*** Exercise inputs Section Begins ***

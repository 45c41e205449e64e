use serde::{Deserialize, Serialize};
use std::fmt::{Display, Formatter};

/// 规则来源标记
///
/// 在分类创建时确定并随分类一路携带；
/// 名称前缀只是序列化形式，合并阶段才需要从文件名反推。
#[derive(Debug, Clone, Copy, PartialEq, Eq, Hash, Serialize, Deserialize)]
#[serde(rename_all = "snake_case")]
pub enum Provenance {
    /// 自维护的内置规则
    BuiltIn,
    /// 第三方来源 A（SukkaW/Surge）
    SourceA,
    /// 第三方来源 B（blackmatrix7/ios_rule_script）
    SourceB,
}

impl Provenance {
    pub const ALL: [Provenance; 3] = [Provenance::BuiltIn, Provenance::SourceA, Provenance::SourceB];

    /// 分类名前缀
    pub fn prefix(&self) -> &'static str {
        match self {
            Provenance::BuiltIn => "custom",
            Provenance::SourceA => "sukka",
            Provenance::SourceB => "bm7",
        }
    }

    /// 从分类名（或输出文件名）反推来源，无匹配前缀时返回 None
    pub fn from_category_name(name: &str) -> Option<Provenance> {
        let lower = name.to_ascii_lowercase();
        Provenance::ALL.into_iter().find(|provenance| {
            lower
                .strip_prefix(provenance.prefix())
                .is_some_and(|rest| rest.starts_with('_'))
        })
    }
}

impl Display for Provenance {
    fn fmt(&self, f: &mut Formatter<'_>) -> std::fmt::Result {
        f.write_str(self.prefix())
    }
}

#[cfg(test)]
mod tests {
    use super::*;

    #[test]
    fn test_from_category_name() {
        assert_eq!(Provenance::from_category_name("sukka_cdn.list"), Some(Provenance::SourceA));
        assert_eq!(Provenance::from_category_name("BM7_Google"), Some(Provenance::SourceB));
        assert_eq!(Provenance::from_category_name("custom_direct"), Some(Provenance::BuiltIn));
        // 仅前缀相同但缺少分隔符
        assert_eq!(Provenance::from_category_name("customer.list"), None);
        assert_eq!(Provenance::from_category_name("google.list"), None);
    }
}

*** Exercise inputs Section Ends ***

▶ **Exercise prompt**:
Find how many lines above include "list"; reply with the number only.

▶ **Worked solution**:
3